Review: The Virgin Suicides by Jeffrey Eugenides

I've got a lot of things to say about The Virgin Suicides. I've spent quite a long time after finishing this book thinking about what to rate it. Technically, it's a great book - Mr Eugenides certainly knows how to write. And yes, this book got me thinking and feeling - disgust mostly, but disgust is still an emotion. But I can't, in good conscience, give this book a five star rating nor can I give this book four star. It just doesn't feel right to me. For all my opinion and feelings, I don't enjoy reading this book at all, and not because of its bleak theme. I've read bleak books before and quite - enjoy it, for a lack of better word. But I don't enjoy reading this book. I think, it's supposed to make me feel that way. to make me feel uncomfortable; nevertheless I can't rate it five stars despite all the critical acclaim and the technically good prose. Here's why.

We see the lives of the Lisbon sisters through the eyes of the anonymous group of boys that narrates the whole book. These boys are obsessed with them; within the first few pages of the book they'd confessed to us that they freely stalked the girls and watched their every move, even before the suicides started. The Lisbon girls, they said to us, were perfect. But it soon becomes apparent that the idea of the Lisbon girls that these boys had in mind is different than the reality. Despite their claims, they don't see the Lisbon girls as they are, only as what they want them to be. The Lisbon girls are perfect because to them they're not human. To them they're a blank canvas in which they could foist their ideas about adolescent sexuality and what a perfect woman is like. They're projecting their fantasies to them; they don't see the girls as living and breathing humans with thoughts and feelings of their own. They talked about wanting to know them better, that their interest in them ran deep, but it's clear that they're saying this as a way to mitigate their guilt, years later. In the present, when the suicides happened, they don't want to make an effort to get to know these girls better, because deep down they know, that if they do, their images of them shatter, and they won't be the "pure" "perfect" Lisbon girls that they adore anymore. They are like Trip, who left Lux alone because he began to see that Lux was not some angel conjured up through adolescent fantasy like he and the rest of them imagined her to be, rather, she was a human being made of flesh with her own thoughts and emotions, complicated in her humanity. Trip didn't like seeing the real Lux and so he left. The boys decry him for leaving, but they would too, if they saw the real girls and not their own fantasy.

This book is blatantly voyeuristic. We are seeing these girls' live through the eyes of others. Because of that, it's very easy to get swept up in the way the boys see them.

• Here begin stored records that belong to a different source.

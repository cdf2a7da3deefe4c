//! External command execution.
//!
//! Every toolchain and listing invocation goes through [`CommandRunner`] so the
//! pipeline can be driven without a real toolchain. Commands run to completion
//! synchronously with stdout and stderr captured; there is no timeout.

use std::ffi::OsString;
use std::fmt;
use std::path::{Path, PathBuf};
use std::process::Command;

use modinit_core::{InitError, Result};
use tracing::debug;

/// A program and its argument vector.
///
/// Arguments are passed to the process as-is, never through a shell. The
/// program is kept as an [`OsString`] so a resolved path reaches the process
/// byte-for-byte even when it is not valid UTF-8.
#[derive(Debug, Clone, PartialEq, Eq)]
pub struct CommandSpec {
    pub program: OsString,
    pub args: Vec<String>,
}

impl CommandSpec {
    /// Create a command with no arguments.
    pub fn new(program: impl Into<OsString>) -> Self {
        Self {
            program: program.into(),
            args: Vec::new(),
        }
    }

    /// Append one argument.
    pub fn arg(mut self, arg: impl Into<String>) -> Self {
        self.args.push(arg.into());
        self
    }

    /// Append several arguments.
    pub fn args<I, S>(mut self, args: I) -> Self
    where
        I: IntoIterator<Item = S>,
        S: Into<String>,
    {
        self.args.extend(args.into_iter().map(Into::into));
        self
    }
}

impl fmt::Display for CommandSpec {
    fn fmt(&self, f: &mut fmt::Formatter<'_>) -> fmt::Result {
        f.write_str(&self.program.to_string_lossy())?;
        for arg in &self.args {
            write!(f, " {arg}")?;
        }
        Ok(())
    }
}

/// Captured result of a finished command.
#[derive(Debug, Clone, PartialEq, Eq)]
pub struct CommandOutput {
    /// Exit code, `None` when terminated by a signal
    pub exit_code: Option<i32>,
    pub success: bool,
    pub stdout: String,
    pub stderr: String,
}

impl CommandOutput {
    /// A successful run with the given stdout.
    pub fn ok(stdout: impl Into<String>) -> Self {
        Self {
            exit_code: Some(0),
            success: true,
            stdout: stdout.into(),
            stderr: String::new(),
        }
    }

    /// A failed run with the given exit code and stderr.
    pub fn failed(exit_code: i32, stderr: impl Into<String>) -> Self {
        Self {
            exit_code: Some(exit_code),
            success: false,
            stdout: String::new(),
            stderr: stderr.into(),
        }
    }
}

/// Runs external commands on behalf of the initializer.
pub trait CommandRunner {
    /// Run `spec` in `cwd`, blocking until it exits.
    ///
    /// Returns `Err` only when the process could not be started.
    fn run(&self, spec: &CommandSpec, cwd: &Path) -> std::io::Result<CommandOutput>;

    /// Resolve a program on the search path.
    fn locate(&self, program: &str) -> Option<PathBuf> {
        which::which(program).ok()
    }

    /// Directories searched by [`CommandRunner::locate`].
    fn search_path(&self) -> Vec<PathBuf> {
        std::env::var_os("PATH")
            .map(|path| std::env::split_paths(&path).collect())
            .unwrap_or_default()
    }
}

/// Runs commands as real child processes.
#[derive(Debug, Clone, Copy, Default)]
pub struct SystemRunner;

impl CommandRunner for SystemRunner {
    fn run(&self, spec: &CommandSpec, cwd: &Path) -> std::io::Result<CommandOutput> {
        debug!(command = %spec, cwd = %cwd.display(), "running command");

        let output = Command::new(&spec.program)
            .args(&spec.args)
            .current_dir(cwd)
            .output()?;

        let result = CommandOutput {
            exit_code: output.status.code(),
            success: output.status.success(),
            stdout: String::from_utf8_lossy(&output.stdout).into_owned(),
            stderr: String::from_utf8_lossy(&output.stderr).into_owned(),
        };

        debug!(command = %spec, exit_code = ?result.exit_code, "command finished");
        Ok(result)
    }
}

/// Run a command and treat a nonzero exit as an error.
///
/// The error carries the captured stderr verbatim.
pub fn run_checked<R: CommandRunner + ?Sized>(
    runner: &R,
    spec: &CommandSpec,
    cwd: &Path,
) -> Result<CommandOutput> {
    let output = runner
        .run(spec, cwd)
        .map_err(|e| InitError::command_spawn(spec.to_string(), e))?;

    if !output.success {
        return Err(InitError::command_failed(
            spec.to_string(),
            output.exit_code,
            output.stderr,
        ));
    }

    Ok(output)
}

It's very easy to see the Lisbon girls as angels, as the "pure" and "perfect" girls that these boys convinced them to be. The boys see the girls as possession, and their view of them are colored with paternalism and nostalgia. Every women they encountered later in life are compared to the Lisbon girls and each of these women fell short of the mark, because they're real, because they're made of flesh, because they're not shadows. The Lisbon girls are perfect because the boys convinced them to be. They saw the girls like the way you and I saw a song in your childhood that when you first hear it, years ago, you hate it, but now years later, you've come to like that song, not because it was good, but because it reminded you of the past, of the "good old days." The boys didn't hate the girls, of course, but the girls have the same function to them as the song to us. Maybe, back in the day, the boys did love the Lisbon girls, colored with their own perceptions and fantasies of course, but years later their love's wildly exaggerated and painted thickly with their own sense of nostalgia. The girls, already shadows of the boys' fantasies in the time of suicides, became more distorted with the passing of time.

And that's why I couldn't give the book five stars. Reading this book is like watching a car crash unfolds in front of you, slow motion style, but  you can't do anything about it. The girls need someone to help them, but the boys are so busy stroking themselves with the fantasy they conjured up of these girls to see them for who they really are, and what the girls need most is someone to see them as flesh and blood and not some "perfect" "pure" angel. I know this is what Mr Eugenides intends to happen, but still I can't shake the bile that forms in my mouth. While I understand the themes and appreciate the writing, I can't get over my disgust over the boys' patronizing and paternalistic voyeurism to give this book a perfect five star rating.